System-Level Functional Verification and Power Analysis

22 Jul 2016 • 2 minute read

 With DAC and other events during May and June, I am only now wrapping up stuff I wanted to write about from EDPS in Monterey. Cadence's T.C.Lin presented about the importance of system-level power and ended up with a recipe of how to do it.

I won't bother to tell you why low power is important. You can insert your own paragraph here. Extra points if you mention both battery-powered devices and datacenters.

First, there is no one power. At a minimum there are:

  • Peak power consumption (power delivery net must support)
  • Maximum instantaneous difference in power (power supply noise, etc.)
  • Maximum average power consumption (can be thermal issue)
  • Average power consumption (battery life)
  • Stand-by power consumption (battery life when nothing is happening)

Of course, at some level, the ideal is to reduce all of these. Primary approaches to doing so are clock gating, power gating, low-power libraries, DVFS. IEEE 1801 (a.k.a. UPF) is the way a lot of this is expressed, but also the coarse grained application is typically under software control, so verification cannot be done on the hardware in isolation. One challenge is that it is not clear where to look. Deep analysis requires long sequences to be run, more than might be needed for functional verification. The sequence needs to be long enough to cover enough "normal" behavior that the average power levels are meaningful, and also long enough that somewhere in the sequence peak power and, anomalously, high power for medium-length periods all show up. For example, it goes without saying that you can't measure peak power if your vectors don't happen to include the behavior that causes it.

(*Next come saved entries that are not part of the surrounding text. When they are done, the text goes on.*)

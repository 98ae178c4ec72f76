//! Field map endpoints

use std::sync::Arc;

use axum::extract::{Path, State};
use axum::routing::get;
use axum::{Json, Router};
use elastic_builder::{FieldDescriptor, FieldMap};

use crate::api::types::ApiError;

#[derive(Clone)]
pub struct FieldsApiState {
    pub fields: Arc<FieldMap>,
}

pub fn routes(fields: Arc<FieldMap>) -> Router<()> {
    Router::new()
        .route("/", get(list_fields))
        .route("/{name}", get(get_field))
        .with_state(FieldsApiState { fields })
}

/// Configured FieldMap, in display order
#[utoipa::path(
    get,
    path = "/api/v1/fields",
    tag = "fields",
    responses(
        (status = 200, description = "Configured field map")
    )
)]
pub async fn list_fields(State(state): State<FieldsApiState>) -> Json<FieldMap> {
    Json(state.fields.as_ref().clone())
}

/// One field descriptor
#[utoipa::path(
    get,
    path = "/api/v1/fields/{name}",
    tag = "fields",
    params(("name" = String, Path, description = "Field name")),
    responses(
        (status = 200, description = "Field descriptor"),
        (status = 404, description = "Field not configured")
    )
)]
pub async fn get_field(
    State(state): State<FieldsApiState>,
    Path(name): Path<String>,
) -> Result<Json<FieldDescriptor>, ApiError> {
    state
        .fields
        .get(&name)
        .cloned()
        .map(Json)
        .ok_or_else(|| ApiError::not_found("FIELD_NOT_FOUND", format!("Unknown field: {}", name)))
}
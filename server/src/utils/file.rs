//! File utility functions

use std::path::PathBuf;

/// Resolve a user-supplied path (config, field map, CLI input) to an
/// absolute path.
///
/// `~` and `~/...` expand to the home directory; relative paths resolve
/// against the current directory without canonicalizing; an empty string is
/// the current directory.
///
/// ```text
/// expand_path("~/.elastic-builder") // -> /home/user/.elastic-builder
/// expand_path("fields.json")        // -> /current/dir/fields.json
/// expand_path("/etc/fields.json")   // -> /etc/fields.json
/// ```
pub fn expand_path(path: &str) -> PathBuf {
    let path = path.trim();

    if path.is_empty() {
        return std::env::current_dir().unwrap_or_else(|_| PathBuf::from("."));
    }

    let expanded = match path.strip_prefix('~') {
        Some("") => dirs::home_dir().unwrap_or_else(|| PathBuf::from(path)),
        Some(rest) if rest.starts_with('/') || rest.starts_with('\\') => dirs::home_dir()
            .map(|h| h.join(&rest[1..]))
            .unwrap_or_else(|| PathBuf::from(path)),
        _ => PathBuf::from(path),
    };

    if expanded.is_relative() {
        std::env::current_dir()
            .map(|cwd| cwd.join(&expanded))
            .unwrap_or(expanded)
    } else {
        expanded
    }
}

So the recipe needs to leverage tools that work at the system level (which includes the software load) such as virtual platforms:

  • Allow power management software and application software to run with the design to create real scenarios
  • Controllability—let users specify run condition and environment for low-power operation
  • Observability—provide full visibility of system behavior (design states, control signal values, etc.)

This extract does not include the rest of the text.